Well, one of the high speed DVD burners that I ordered arived today. It didn't last 5mins before I started takeing it apart. I was kinda suprized to see open type laser diodes, but after talking to an optics specialist buddy, he told me that the open cases are able to cool better and tend to work better in high power situations. The downside of course being that a couple of dust particles in the wrong spot will damage/destroy them.

In total, I spent about 10mins total to get it all apart. It only took that long because I was being really careful on the first time. If I needed to do another I could easily see ~5mins for removal.

So, here are the pics.
































This little guy appears to be the photodiode that receives the changes in laser reflection intensity into bits. Via a very clever prism/partial mirror setup, there were 2 of these little guys, I'm assumeing 1 for the DVD reading and 1 for the wider CD reading.
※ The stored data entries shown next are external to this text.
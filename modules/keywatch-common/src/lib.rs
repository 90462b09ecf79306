pub mod config;
pub mod error;
pub mod settings;
pub mod store;
pub mod types;

pub use config::Config;
pub use error::{SourceError, StoreError};
pub use settings::{AiSettings, MonitorConfig, MonitoringSettings, TelegramSettings, VkSettings};
pub use store::ConfigStore;
pub use types::*;
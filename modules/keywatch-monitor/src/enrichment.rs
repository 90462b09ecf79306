use std::time::Duration;

use ai_client::{truncate_chars_with_ellipsis, AiError, OpenRouter};
use async_trait::async_trait;
use serde::Serialize;
use tracing::{debug, warn};

use keywatch_common::AiSettings;

const MAX_TOKENS: u32 = 500;
const TEMPERATURE: f32 = 0.7;
const TIMEOUT: Duration = Duration::from_secs(60);
const APP_NAME: &str = "VK-TG-Monitor";
const SITE_URL: &str = "https://github.com/monitor-service";

pub const DEFAULT_PROMPT: &str = "Analyze the following social media post. \
Summarize what it is about in two or three sentences, state its overall tone, \
and point out anything that needs attention (events, dates, requests, offers).\n\n\
Post:\n{text}";

/// Outcome of analyzing one item's text. Failures are values, never errors:
/// the notification goes out either way and shows what happened.
#[derive(Debug, Clone, PartialEq, Serialize)]
#[serde(tag = "status", rename_all = "snake_case")]
pub enum Enrichment {
    Analysis { text: String, model: String },
    Failed { reason: String },
}

impl Enrichment {
    pub fn failed(reason: impl Into<String>) -> Self {
        Self::Failed {
            reason: reason.into(),
        }
    }

    pub fn is_success(&self) -> bool {
        matches!(self, Self::Analysis { .. })
    }

    pub fn error_message(&self) -> Option<&str> {
        match self {
            Self::Failed { reason } => Some(reason),
            Self::Analysis { .. } => None,
        }
    }
}

#[async_trait]
pub trait Enricher: Send + Sync {
    async fn analyze(&self, text: &str) -> Enrichment;
}

/// Text analysis through an OpenRouter-hosted model.
pub struct OpenRouterEnricher {
    client: OpenRouter,
    prompt: String,
    max_text_length: usize,
}

impl OpenRouterEnricher {
    pub fn new(client: OpenRouter) -> Self {
        Self {
            client,
            prompt: DEFAULT_PROMPT.to_string(),
            max_text_length: keywatch_common::settings::DEFAULT_AI_MAX_TEXT_LENGTH,
        }
    }

    /// Built from the `ai` section; `None` unless enabled with a key.
    pub fn from_settings(settings: &AiSettings) -> Option<Self> {
        if !settings.is_active() {
            return None;
        }
        let client = OpenRouter::new(settings.api_key.trim(), settings.model.clone())
            .with_app_name(APP_NAME)
            .with_site_url(SITE_URL)
            .with_timeout(TIMEOUT)
            .with_max_tokens(MAX_TOKENS)
            .with_temperature(TEMPERATURE);
        Some(
            Self::new(client)
                .with_prompt(&settings.prompt)
                .with_max_text_length(settings.max_text_length),
        )
    }

    /// A blank prompt keeps the default.
    pub fn with_prompt(mut self, prompt: &str) -> Self {
        if !prompt.trim().is_empty() {
            self.prompt = prompt.to_string();
        }
        self
    }

    pub fn with_max_text_length(mut self, max: usize) -> Self {
        if max > 0 {
            self.max_text_length = max;
        }
        self
    }

    pub fn model(&self) -> &str {
        self.client.model()
    }

    fn render_prompt(&self, text: &str) -> String {
        let text = truncate_chars_with_ellipsis(text, self.max_text_length);
        if self.prompt.contains("{text}") {
            self.prompt.replace("{text}", &text)
        } else {
            format!("{}\n\n{}", self.prompt, text)
        }
    }
}

fn failure_reason(err: &AiError) -> String {
    match err {
        AiError::Config(msg) => msg.clone(),
        AiError::Timeout => "timeout".to_string(),
        AiError::Network(msg) => format!("network error: {msg}"),
        AiError::Api { status: 401, .. } => "invalid API key".to_string(),
        AiError::Api { status: 429, .. } => "rate limit exceeded".to_string(),
        AiError::Api { status, message } => format!("HTTP {status}: {message}"),
        AiError::Parse(msg) => format!("unexpected response: {msg}"),
        AiError::EmptyResponse(msg) => format!("empty response: {msg}"),
    }
}

#[async_trait]
impl Enricher for OpenRouterEnricher {
    async fn analyze(&self, text: &str) -> Enrichment {
        if text.trim().is_empty() {
            return Enrichment::failed("empty text");
        }

        match self.client.complete(&self.render_prompt(text)).await {
            Ok(completion) if completion.content.is_empty() => {
                warn!(model = %completion.model, "Model returned an empty analysis");
                Enrichment::failed("empty response from model")
            }
            Ok(completion) => {
                debug!(model = %completion.model, tokens = ?completion.total_tokens, "Analysis complete");
                Enrichment::Analysis {
                    text: completion.content,
                    model: completion.model,
                }
            }
            Err(e) => {
                warn!(model = %self.model(), error = %e, "Text analysis failed");
                Enrichment::Failed {
                    reason: failure_reason(&e),
                }
            }
        }
    }
}

#[cfg(test)]
mod tests {
    use super::*;

    fn settings(enabled: bool, key: &str) -> AiSettings {
        AiSettings {
            enabled,
            api_key: key.into(),
            ..AiSettings::default()
        }
    }

    #[test]
    fn disabled_or_keyless_settings_build_nothing() {
        assert!(OpenRouterEnricher::from_settings(&settings(false, "k")).is_none());
        assert!(OpenRouterEnricher::from_settings(&settings(true, "  ")).is_none());
        let enricher = OpenRouterEnricher::from_settings(&settings(true, "k")).unwrap();
        assert_eq!(enricher.model(), keywatch_common::settings::DEFAULT_AI_MODEL);
    }

    #[test]
    fn prompt_placeholder_receives_truncated_text() {
        let enricher = OpenRouterEnricher::new(OpenRouter::new("k", "m"))
            .with_prompt("Summarize: {text}")
            .with_max_text_length(5);
        assert_eq!(enricher.render_prompt("abcdefgh"), "Summarize: abcde...");
    }

    #[test]
    fn blank_prompt_keeps_default() {
        let enricher = OpenRouterEnricher::new(OpenRouter::new("k", "m")).with_prompt("   ");
        assert!(enricher.render_prompt("hello").ends_with("Post:\nhello"));
    }

    #[test]
    fn api_failures_have_readable_reasons() {
        assert_eq!(failure_reason(&AiError::Timeout), "timeout");
        assert_eq!(
            failure_reason(&AiError::Api { status: 401, message: String::new() }),
            "invalid API key"
        );
        assert_eq!(
            failure_reason(&AiError::Api { status: 429, message: String::new() }),
            "rate limit exceeded"
        );
        assert_eq!(
            failure_reason(&AiError::Api { status: 500, message: "boom".into() }),
            "HTTP 500: boom"
        );
    }

    #[tokio::test]
    async fn empty_text_fails_without_a_request() {
        let enricher = OpenRouterEnricher::new(OpenRouter::new("", "m"));
        assert_eq!(enricher.analyze("  ").await, Enrichment::failed("empty text"));
    }

    #[tokio::test]
    async fn missing_key_is_reported_not_raised() {
        let enricher = OpenRouterEnricher::new(OpenRouter::new("", "m"));
        let result = enricher.analyze("some text").await;
        assert!(!result.is_success());
        assert!(result.error_message().unwrap().contains("not configured"));
    }
}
Now, I wont know until I get home and apply some power to this little guy, but I belive he is the whole purpose of the death of a DVD burner. Note the open case design. 





















So, the package appears to be the t56 (5.6mm) open type LD package. The leg that could connect to a output sensor is not connected to the attached ribbon cable. This means output is likely monitered in a more precise way. 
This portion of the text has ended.